Some weeks after the slaughter, Macbeth appeared in Moray with an army ready to besiege Castle Glamis if she did not surrender and a royal command ringing in his ears to wed her if she did.

Of course she agreed. To refuse would have been to invite the Destroyer's wrath to fall upon her people...to say nothing of the fact that there is not a noblewoman alive who does not fear being raped, beaten and dragged before a priest --what men euphemistically call "being forcibly wed." But still she bargained, agreeing on condition that her son's life be spared, and that he not be torn away from her, pledged to a monastery and taught to love naught but God. A vain hope, and she knew it as she asked, but she did ask it.

Impossibly, Macbeth assented. And since then, he has even adopted his stepson.

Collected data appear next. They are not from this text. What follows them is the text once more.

// Copyright (C) 2026 StarHuntingGames
//
// This program is free software: you can redistribute it and/or modify
// it under the terms of the GNU General Public License as published by
// the Free Software Foundation, either version 3 of the License, or
// (at your option) any later version.
//
// This program is distributed in the hope that it will be useful,
// but WITHOUT ANY WARRANTY; without even the implied warranty of
// MERCHANTABILITY or FITNESS FOR A PARTICULAR PURPOSE.  See the
// GNU General Public License for more details.
//
// You should have received a copy of the GNU General Public License
// along with this program.  If not, see <https://www.gnu.org/licenses/>.

use anyhow::Context;
use prometheus::{Encoder, Histogram, HistogramOpts, IntCounterVec, Opts, Registry, TextEncoder};

pub use prometheus::TEXT_FORMAT as CONTENT_TYPE;

const THROW_BUCKETS: [f64; 5] = [1.0, 2.0, 3.0, 4.0, 5.0];

/// Process-wide metrics registry, built once in `main` and shared through `AppState`.
pub struct Metrics {
    registry: Registry,
    http_requests: IntCounterVec,
    throw_values: Histogram,
}

impl Metrics {
    pub fn new() -> anyhow::Result<Self> {
        let registry = Registry::new();

        let http_requests = IntCounterVec::new(
            Opts::new("morra_http_request_count", "HTTP requests served by the player"),
            &["method", "path", "status_code"],
        )
        .context("failed to create request counter")?;
        registry
            .register(Box::new(http_requests.clone()))
            .context("failed to register request counter")?;

        let throw_values = Histogram::with_opts(
            HistogramOpts::new("morra_throw_value", "Throws made by the player")
                .buckets(THROW_BUCKETS.to_vec()),
        )
        .context("failed to create throw histogram")?;
        registry
            .register(Box::new(throw_values.clone()))
            .context("failed to register throw histogram")?;

        #[cfg(target_os = "linux")]
        registry
            .register(Box::new(
                prometheus::process_collector::ProcessCollector::for_self(),
            ))
            .context("failed to register process collector")?;

        Ok(Self {
            registry,
            http_requests,
            throw_values,
        })
    }

    pub fn observe_request(&self, method: &str, path: &str, status_code: u16) {
        let status_code = status_code.to_string();
        self.http_requests
            .with_label_values(&[method, path, status_code.as_str()])
            .inc();
    }

    pub fn observe_throw(&self, throw_value: u32) {
        self.throw_values.observe(f64::from(throw_value));
    }

    /// Encode every registered family in the Prometheus text format.
    pub fn render(&self) -> anyhow::Result<String> {
        let mut buffer = Vec::new();
        TextEncoder::new()
            .encode(&self.registry.gather(), &mut buffer)
            .context("failed to encode metrics")?;
        String::from_utf8(buffer).context("metrics output was not utf-8")
    }
}
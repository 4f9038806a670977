use crate::sorg::*;
use course_checking::*;
use serde_json::Value as JSValue;
use snafu::prelude::*;

// Numbers in hand-written JSON files arrive either as numbers or as quoted
// strings. Both spellings are accepted everywhere a number is expected.
pub fn read_js_u32(x: &JSValue) -> SorgResult<u32> {
    match x {
        JSValue::Number(n) => n
            .as_u64()
            .map(|v| v as u32)
            .context(ParsingJsonNumberSnafu {}),
        JSValue::String(s) => s.trim().parse::<u32>().ok().context(ParsingJsonNumberSnafu {}),
        _ => None.context(ParsingJsonNumberSnafu {}),
    }
}

/// Parses an optional time of day written as "HH:MM:SS" or "HH:MM:SS.fff".
pub fn opt_time(raw: &Option<String>) -> SorgResult<Option<OTime>> {
    match raw {
        None => Ok(None),
        Some(s) => match OTime::parse_hhmmss(s) {
            Some(t) => Ok(Some(t)),
            None => whatever!("cannot parse time of day {:?}", s),
        },
    }
}
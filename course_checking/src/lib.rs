pub mod builder;
mod config;
pub mod levenshtein;
pub mod manual;
pub mod otime;
pub mod pool_time;
pub mod quick_start;

use log::{debug, info, warn};

pub use crate::config::*;
pub use crate::levenshtein::{levenshtein, levenshtein_with_costs, EditCosts};
pub use crate::otime::OTime;

// **** Course control templates ****

/// A parsed control code template.
///
/// Course setters write templates as strings on the course controls; the
/// checker parses a whole course once before walking the punches.
#[derive(Eq, PartialEq, Debug, Clone)]
pub enum Template {
    /// A plain station code: `31`. The only form that can be malformed.
    Exact(u32),
    /// A code list such as `31(31,32,33)`: any listed code passes. The
    /// leading code is decorative; only the list decides membership, so
    /// `99(31,32)` does not accept 99.
    AnyOf(Vec<String>),
    /// `%`: any code passes.
    Wildcard,
    /// `%(31,32,33)`: any listed code passes.
    WildcardAnyOf(Vec<String>),
    /// `*`: any code not already used to pass an earlier control.
    UniqueVisit,
    /// `*(31,32,33)`: a listed code not already used to pass an earlier
    /// control. Unlisted codes are skipped without a uniqueness test.
    UniqueVisitAnyOf(Vec<String>),
}

impl Template {
    /// Parses one control code template.
    ///
    /// Text after the `%`/`*` marker or after the primary code is decorative:
    /// `*33` is a plain unique-visit marker. Only a template with no marker
    /// and no list must parse as an integer.
    pub fn parse(raw: &str) -> Result<Template, CheckerErrors> {
        let list = Template::code_list(raw);
        if raw.starts_with('%') {
            return Ok(match list {
                Some(l) => Template::WildcardAnyOf(l),
                None => Template::Wildcard,
            });
        }
        if raw.starts_with('*') {
            return Ok(match list {
                Some(l) => Template::UniqueVisitAnyOf(l),
                None => Template::UniqueVisit,
            });
        }
        if let Some(l) = list {
            return Ok(Template::AnyOf(l));
        }
        raw.trim()
            .parse::<u32>()
            .map(Template::Exact)
            .map_err(|_| CheckerErrors::MalformedTemplate(raw.to_string()))
    }

    // A list exists only when the first '(' sits at index >= 1 and a ')'
    // sits at index >= 1. Segments keep their raw spelling: ' 32' is not
    // the code 32.
    fn code_list(raw: &str) -> Option<Vec<String>> {
        let begin = raw.find('(')?;
        let end = raw.find(')')?;
        if begin == 0 || end == 0 {
            return None;
        }
        let inner = if begin + 1 <= end {
            &raw[begin + 1..end]
        } else {
            ""
        };
        Some(inner.split(',').map(str::to_string).collect())
    }
}
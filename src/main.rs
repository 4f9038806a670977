use clap::Parser;
use log::{debug, warn, LevelFilter};
use snafu::ErrorCompat;

use crate::args::Args;

mod args;
mod sorg;

fn main() {
    let args = Args::parse();
    let level = if args.verbose {
        LevelFilter::Debug
    } else {
        LevelFilter::Info
    };
    env_logger::Builder::from_default_env()
        .filter_level(level)
        .init();
    debug!("arguments: {:?}", args);

    let res = sorg::run_check(&args);
    if let Err(e) = res {
        warn!("Error occurred {:?}", e);
        eprintln!("An error occurred {}", e);
        if let Some(bt) = ErrorCompat::backtrace(&e) {
            eprintln!("trace: {}", bt);
        }
        std::process::exit(1);
    }
}
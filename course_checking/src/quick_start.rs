/*!

# Quick start

This example checks a small race end to end. Two competitors run the same
course, one of them skips a control.

Write the race description in a file called `race.json`:

```json
{
    "name": "Club evening",
    "courses": [{"name": "Long", "controls": ["31", "32", "33"]}],
    "groups": [{"name": "M21", "course": "Long"}],
    "persons": [
        {"name": "John", "surname": "Doe", "bib": 12, "card": 2045678, "group": "M21"},
        {"name": "Jane", "surname": "Roe", "bib": 7, "card": 2045679, "group": "M21"}
    ]
}
```

The readout station wrote the punches of both cards to `backup.txt`, one
block per card:

```text
start
2045678
10:01:00
10:37:25
split_start
31 10:11:10
32 10:19:45
33 10:30:05
split_end
end
start
2045679

10:32:00
split_start
31 10:08:15
33 10:25:40
split_end
end
```

Run `sorgcheck` with both files:

```bash
sorgcheck -i race.json --readout backup.txt
```

The program logs its progress and prints the summary:

```text
[2026-04-18T09:12:41Z INFO  sorgcheck::sorg] Attempting to read race file "race.json"
[2026-04-18T09:12:41Z INFO  sorgcheck::sorg] Attempting to read race file "backup.txt"
[2026-04-18T09:12:41Z INFO  sorgcheck::sorg] Merged 2 readouts from "backup.txt", 0 without a competitor
[2026-04-18T09:12:41Z INFO  course_checking] Checking 2 results
[2026-04-18T09:12:41Z INFO  sorgcheck::sorg] Checked 2 results: 1 ok, 1 disqualified, 0 did not finish, 0 without a person
stats:{
  "config": {
    "date": null,
    "didNotFinish": "0",
    "disqualified": "1",
    "location": null,
    "noPerson": "0",
    "ok": "1",
    "race": "Club evening",
    "total": "2"
  },
  "results": [
    {
      "bib": 7,
      "card": 2045679,
      "finishTime": "10:32:00",
      "group": "M21",
      "name": "Roe Jane",
      "status": "Disqualified"
    },
    {
      "bib": 12,
      "card": 2045678,
      "finishTime": "10:37:25",
      "group": "M21",
      "name": "Doe John",
      "status": "OK"
    }
  ]
}
```

Jane punched 31 and 33 but not 32, so her result is rejected. John visited
all three controls in order and is accepted.

Write the summary to a file with `-o summary.json`. Once a run has been
checked by hand, its summary makes a good regression reference for the next
runs:

```bash
sorgcheck -i race.json --readout backup.txt --reference summary.json
```

Any difference against the reference is printed as a diff and fails the
run.

The full description of the file formats, the control code templates and
the configuration file is in the [manual](crate::manual).

*/
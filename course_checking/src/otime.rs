use std::fmt::Display;

/// A time of day with millisecond resolution, as read from punching stations
/// or entered by an operator.
///
/// Stored as total milliseconds. Components passed to [OTime::new] normalize:
/// 62 minutes fold into 1 hour and 2 minutes. A zero time means "no time"
/// wherever an optional time is involved.
#[derive(Eq, PartialEq, Debug, Clone, Copy, Hash, Ord, PartialOrd, Default)]
pub struct OTime(u64);

impl OTime {
    pub const ZERO: OTime = OTime(0);

    pub fn new(hour: u64, minute: u64, sec: u64, msec: u64) -> OTime {
        OTime(((hour * 60 + minute) * 60 + sec) * 1000 + msec)
    }

    pub fn from_msec(msec: u64) -> OTime {
        OTime(msec)
    }

    pub fn to_msec(self) -> u64 {
        self.0
    }

    pub fn hour(self) -> u64 {
        self.0 / 3_600_000
    }

    pub fn minute(self) -> u64 {
        self.0 % 3_600_000 / 60_000
    }

    pub fn sec(self) -> u64 {
        self.0 % 60_000 / 1000
    }

    pub fn msec(self) -> u64 {
        self.0 % 1000
    }

    pub fn is_zero(self) -> bool {
        self.0 == 0
    }

    /// Parses `HH:MM:SS` with an optional `.mmm` fraction. Fractions longer
    /// than three digits truncate to milliseconds.
    pub fn parse_hhmmss(s: &str) -> Option<OTime> {
        let s = s.trim();
        let (hms, frac) = match s.split_once('.') {
            Some((a, b)) => (a, Some(b)),
            None => (s, None),
        };
        let mut parts = hms.split(':');
        let hour = parts.next()?.parse::<u64>().ok()?;
        let minute = parts.next()?.parse::<u64>().ok()?;
        let sec = parts.next()?.parse::<u64>().ok()?;
        if parts.next().is_some() {
            return None;
        }
        let msec = match frac {
            None => 0,
            Some(f) => {
                if f.is_empty() || !f.bytes().all(|b| b.is_ascii_digit()) {
                    return None;
                }
                let digits = &f[..f.len().min(3)];
                let v = digits.parse::<u64>().ok()?;
                v * 10u64.pow(3 - digits.len() as u32)
            }
        };
        Some(OTime::new(hour, minute, sec, msec))
    }
}

impl Display for OTime {
    fn fmt(&self, f: &mut std::fmt::Formatter<'_>) -> std::fmt::Result {
        write!(
            f,
            "{:02}:{:02}:{:02}",
            self.hour(),
            self.minute(),
            self.sec()
        )
    }
}
use clap::Parser;

/// This is a checking program for orienteering punch results.
#[derive(Parser, Debug, Clone)]
#[clap(author, version, about, long_about = None)]
pub struct Args {
    /// (file path, optional) The configuration file with the checking rules and the race file
    /// sources, in JSON format. For more information about the file format, read the documentation.
    #[clap(short, long, value_parser)]
    pub config: Option<String>,
    /// (file path) A reference file containing the summary of a checked race in JSON format.
    /// If provided, sorgcheck will check that the computed summary matches the reference.
    #[clap(short, long, value_parser)]
    pub reference: Option<String>,

    /// (file path, 'stdout' or empty) If specified, the summary of the checked race will be
    /// written in JSON format to the given location. Setting this option overrides the output
    /// directory that may be specified with the --config option.
    #[clap(short, long, value_parser)]
    pub out: Option<String>,

    /// (file path) The race description in JSON format. Setting this option adds the file to
    /// the sources that may be specified with the --config option.
    #[clap(short, long, value_parser)]
    pub input: Option<String>,

    /// (file path) A backup log of card readouts, as appended by a readout station. The
    /// readouts are merged into the race by card number.
    #[clap(long, value_parser)]
    pub readout: Option<String>,

    /// (file path) A CSV file of finish times per bib. The times are merged into the race.
    #[clap(long, value_parser)]
    pub times: Option<String>,

    /// If passed as an argument, results holding a missing punch status are retried against
    /// the courses of all groups and moved to the first group whose course they satisfy.
    #[clap(long, takes_value = false)]
    pub recover_groups: bool,

    // Other arguments
    /// If passed as an argument, will turn on verbose logging to the standard output.
    #[clap(long, takes_value = false)]
    pub verbose: bool,
}
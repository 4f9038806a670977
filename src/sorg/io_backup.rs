// Reading of the append-only backup log written by the card readout station.
//
// Every readout is one block:
//
//   start
//   <card number>
//   <start time or an empty line>
//   <finish time or an empty line>
//   split_start
//   <code> <HH:MM:SS>
//   ...
//   split_end
//   end

use crate::sorg::*;
use course_checking::*;
use log::{debug, warn};
use snafu::prelude::*;
use std::fs;

/// One card readout from the backup log.
#[derive(Eq, PartialEq, Debug, Clone)]
pub struct CardReadout {
    pub card: u32,
    pub start_time: Option<OTime>,
    pub finish_time: Option<OTime>,
    pub punches: Vec<Punch>,
}

pub fn read_backup(path: &str) -> SorgResult<Vec<CardReadout>> {
    let contents = fs::read_to_string(path).context(OpeningFileSnafu {
        path: path.to_string(),
    })?;
    parse_backup(&contents)
}

pub fn parse_backup(contents: &str) -> SorgResult<Vec<CardReadout>> {
    let lines: Vec<&str> = contents.lines().collect();
    let mut readouts: Vec<CardReadout> = Vec::new();
    let mut i = 0;
    while i < lines.len() {
        if lines[i].trim().is_empty() {
            i += 1;
            continue;
        }
        if lines[i].trim() != "start" {
            whatever!(
                "backup line {}: expected a block start, got {:?}",
                i + 1,
                lines[i]
            );
        }
        let card_raw = block_line(&lines, i + 1)?.trim();
        let card = match card_raw.parse::<u32>() {
            Result::Ok(c) => c,
            Result::Err(_) => whatever!(
                "backup line {}: cannot read a card number from {:?}",
                i + 2,
                card_raw
            ),
        };
        let start_time = header_time(&lines, i + 2)?;
        let finish_time = header_time(&lines, i + 3)?;
        if block_line(&lines, i + 4)?.trim() != "split_start" {
            whatever!("backup line {}: expected split_start", i + 5);
        }
        let mut punches: Vec<Punch> = Vec::new();
        let mut j = i + 5;
        while block_line(&lines, j)?.trim() != "split_end" {
            let raw = block_line(&lines, j)?;
            let mut parts = raw.split_whitespace();
            let code = match parts.next().map(|c| c.parse::<u32>()) {
                Some(Result::Ok(c)) => c,
                _ => whatever!(
                    "backup line {}: cannot read a control code from {:?}",
                    j + 1,
                    raw
                ),
            };
            let time = match parts.next().and_then(OTime::parse_hhmmss) {
                Some(t) => t,
                None => whatever!("backup line {}: missing punch time in {:?}", j + 1, raw),
            };
            punches.push(Punch::new(code, time));
            j += 1;
        }
        if block_line(&lines, j + 1)?.trim() != "end" {
            whatever!("backup line {}: expected the block end", j + 2);
        }
        debug!("readout: card {} with {} punches", card, punches.len());
        readouts.push(CardReadout {
            card,
            start_time,
            finish_time,
            punches,
        });
        i = j + 2;
    }
    Ok(readouts)
}

fn block_line<'a>(lines: &[&'a str], idx: usize) -> SorgResult<&'a str> {
    match lines.get(idx) {
        Some(l) => Ok(l),
        None => whatever!("backup ends inside a block at line {}", idx + 1),
    }
}

fn header_time(lines: &[&str], idx: usize) -> SorgResult<Option<OTime>> {
    let raw = block_line(lines, idx)?.trim();
    if raw.is_empty() {
        return Ok(None);
    }
    match OTime::parse_hhmmss(raw) {
        Some(t) => Ok(Some(t)),
        None => whatever!("backup line {}: cannot parse time {:?}", idx + 1, raw),
    }
}

/// Merges card readouts into the race, matching competitors by card number.
///
/// A competitor with a recorded result gets the punches replaced and the
/// start and finish times filled in when the readout has them. A competitor
/// without a result gets a fresh one. Readouts without a matching competitor
/// are kept as personless results, their count is returned.
pub fn merge_readouts(race: &mut Race, readouts: &[CardReadout]) -> usize {
    let mut unmatched = 0;
    for r in readouts {
        let person = race.person_by_card(r.card);
        if person.is_none() {
            warn!("no competitor carries card {}", r.card);
            unmatched += 1;
        }
        let existing = person.and_then(|p| race.person_result_index(p));
        match existing {
            Some(idx) => {
                let result = &mut race.results[idx];
                result.card = Some(r.card);
                result.punches = r.punches.clone();
                if r.start_time.is_some() {
                    result.start_time = r.start_time;
                }
                if r.finish_time.is_some() {
                    result.finish_time = r.finish_time;
                }
            }
            None => race.add_result(RaceResult {
                person,
                card: Some(r.card),
                punches: r.punches.clone(),
                start_time: r.start_time,
                finish_time: r.finish_time,
                status: ResultStatus::None,
            }),
        }
    }
    unmatched
}
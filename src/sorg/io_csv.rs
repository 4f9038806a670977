// Reading finish times recorded per bib in CSV files.
//
// Each row is "bib,time" with the time in the short pool notation MM:SS.hh.
// A header row is tolerated.

use crate::sorg::*;
use course_checking::pool_time::parse_pool_time;
use course_checking::*;
use log::{debug, warn};
use snafu::prelude::*;

pub fn read_times(path: &str) -> SorgResult<Vec<(u32, OTime)>> {
    let rdr = csv::ReaderBuilder::new()
        .has_headers(false)
        .from_path(path)
        .context(CsvOpenSnafu {})?;
    records_to_times(rdr.into_records())
}

pub fn parse_times<R: std::io::Read>(data: R) -> SorgResult<Vec<(u32, OTime)>> {
    let rdr = csv::ReaderBuilder::new().has_headers(false).from_reader(data);
    records_to_times(rdr.into_records())
}

fn records_to_times<R: std::io::Read>(
    records: csv::StringRecordsIntoIter<R>,
) -> SorgResult<Vec<(u32, OTime)>> {
    let mut rows: Vec<(u32, OTime)> = Vec::new();
    for (idx, line_r) in records.enumerate() {
        let lineno = idx + 1;
        let line = line_r.context(CsvLineParseSnafu {})?;
        debug!("{:?} {:?}", lineno, line);
        let bib_raw = line.get(0).context(CsvLineTooShortSnafu { lineno })?;
        let bib = match bib_raw.trim().parse::<u32>() {
            Result::Ok(b) => b,
            Result::Err(_) if lineno == 1 => {
                debug!("skipping the header row {:?}", line);
                continue;
            }
            Result::Err(_) => {
                whatever!("times line {}: cannot read a bib number from {:?}", lineno, bib_raw)
            }
        };
        let time_raw = line.get(1).context(CsvLineTooShortSnafu { lineno })?;
        let time = match parse_pool_time(time_raw) {
            Some(t) => t,
            None => whatever!("times line {}: cannot parse time {:?}", lineno, time_raw),
        };
        rows.push((bib, time));
    }
    Ok(rows)
}

/// Applies finish times to the race, matching competitors by bib.
///
/// Competitors without a recorded result get a fresh one. Rows without a
/// matching competitor are dropped, their count is returned.
pub fn apply_times(race: &mut Race, rows: &[(u32, OTime)]) -> usize {
    let mut unmatched = 0;
    for (bib, time) in rows {
        let person = match race.person_by_bib(*bib) {
            Some(p) => p,
            None => {
                warn!("no competitor carries bib {}", bib);
                unmatched += 1;
                continue;
            }
        };
        match race.person_result_index(person) {
            Some(idx) => race.results[idx].finish_time = Some(*time),
            None => race.add_result(RaceResult {
                person: Some(person),
                finish_time: Some(*time),
                ..RaceResult::default()
            }),
        }
    }
    unmatched
}
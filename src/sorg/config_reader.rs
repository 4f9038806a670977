use crate::sorg::*;
use course_checking::*;
use serde::{Deserialize, Serialize};
use serde_json::Value as JSValue;
use snafu::prelude::*;
use std::fs;

// **** Structures for the configuration file ****

/// How the summary should be assembled and where it should go.
#[derive(Eq, PartialEq, Debug, Clone, Serialize, Deserialize, Default)]
pub struct OutputSettings {
    #[serde(rename = "raceName")]
    pub race_name: Option<String>,
    #[serde(rename = "outputDirectory")]
    pub output_directory: Option<String>,
    #[serde(rename = "raceDate")]
    pub race_date: Option<String>,
    #[serde(rename = "raceLocation")]
    pub race_location: Option<String>,
    #[serde(rename = "showDeviations")]
    pub show_deviations: Option<bool>,
}

/// The header of the summary. All the counts are written as strings.
#[derive(Eq, PartialEq, Debug, Clone, Serialize, Deserialize)]
pub struct OutputConfig {
    pub race: String,
    pub date: Option<String>,
    pub location: Option<String>,
    pub total: String,
    pub ok: String,
    pub disqualified: String,
    #[serde(rename = "didNotFinish")]
    pub did_not_finish: String,
    #[serde(rename = "noPerson")]
    pub no_person: String,
}

/// A file to load into the race, tagged with the provider that reads it.
#[derive(Eq, PartialEq, Debug, Clone, Serialize, Deserialize)]
pub struct FileSource {
    pub provider: String,
    #[serde(rename = "filePath")]
    pub file_path: String,
}

/// The checking rules. The costs accept both numbers and quoted numbers.
#[derive(Eq, PartialEq, Debug, Clone, Serialize, Deserialize, Default)]
pub struct CheckRules {
    #[serde(rename = "insertCost")]
    _insert_cost: Option<JSValue>,
    #[serde(rename = "deleteCost")]
    _delete_cost: Option<JSValue>,
    #[serde(rename = "replaceCost")]
    _replace_cost: Option<JSValue>,
    #[serde(rename = "recoverGroups")]
    pub recover_groups: Option<bool>,
    #[serde(rename = "rulesDescription")]
    pub rules_description: Option<String>,
}

impl CheckRules {
    /// The edit costs for deviation scoring, with every omitted cost at 1.
    pub fn edit_costs(&self) -> SorgResult<EditCosts> {
        let insert = read_js_cost(&self._insert_cost)?;
        let delete = read_js_cost(&self._delete_cost)?;
        let replace = read_js_cost(&self._replace_cost)?;
        match EditCosts::new(insert, delete, replace) {
            Result::Ok(c) => Ok(c),
            Result::Err(e) => whatever!("Checking error: {}", e),
        }
    }
}

#[derive(Eq, PartialEq, Debug, Clone, Serialize, Deserialize, Default)]
pub struct CheckConfig {
    #[serde(rename = "outputSettings")]
    pub output_settings: Option<OutputSettings>,
    #[serde(rename = "raceFileSources", default)]
    pub race_file_sources: Vec<FileSource>,
    pub rules: Option<CheckRules>,
}

pub fn read_config(path: &str) -> SorgResult<CheckConfig> {
    let contents = fs::read_to_string(path).context(OpeningFileSnafu {
        path: path.to_string(),
    })?;
    let config: CheckConfig = serde_json::from_str(&contents).context(ParsingJsonSnafu {})?;
    Ok(config)
}

/// Reads a reference summary and puts it in the same shape as a calculated
/// summary: null deviations are dropped and the results are sorted.
pub fn read_summary(path: String) -> SorgResult<JSValue> {
    let contents = fs::read_to_string(path.clone()).context(OpeningFileSnafu { path })?;
    let mut js: JSValue = serde_json::from_str(&contents).context(ParsingJsonSnafu {})?;
    let mut results: Vec<JSValue> = js["results"].as_array().unwrap().clone();
    for entry in results.iter_mut() {
        let obj = entry.as_object_mut().unwrap();
        if obj.get("deviation").map_or(false, |v| v.is_null()) {
            obj.remove("deviation");
        }
    }
    results.sort_by_key(|e| summary_entry_key(e));
    js["results"] = JSValue::Array(results);
    Ok(js)
}

/// The sorting key of a summary entry. Entries without a person sort last.
pub fn summary_entry_key(entry: &JSValue) -> (u64, u64) {
    (
        entry["bib"].as_u64().unwrap_or(u64::MAX),
        entry["card"].as_u64().unwrap_or(u64::MAX),
    )
}

fn read_js_cost(v: &Option<JSValue>) -> SorgResult<i64> {
    match v {
        None => Ok(1),
        Some(JSValue::Number(n)) => n.as_i64().context(ParsingJsonNumberSnafu {}),
        Some(JSValue::String(s)) => s.trim().parse::<i64>().ok().context(ParsingJsonNumberSnafu {}),
        _ => None.context(ParsingJsonNumberSnafu {}),
    }
}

It is this last that gnaws at her mind like a chunnering worm. Macbeth has been a general since he was young; she knows full well that he came to Glamis in obedience to his king, that he would have besieged Glamis as eagerly as he besieged their marriage bed.

Yet he never hesitated to grant her child life and freedom. A child who could challenge any child she and Macbeth might have, and claim Castle Glamis and the kingdom of Moray. And since Malcolm III had been so eager to see Gille and his men die, it does not seem likely to her that he should want Lulach alive to inherit...especially after the usurper-king took such pains to kill the true king of Moray in order to eliminate an ambitious lord and to provide his grandson with a kingdom and a fertile wife.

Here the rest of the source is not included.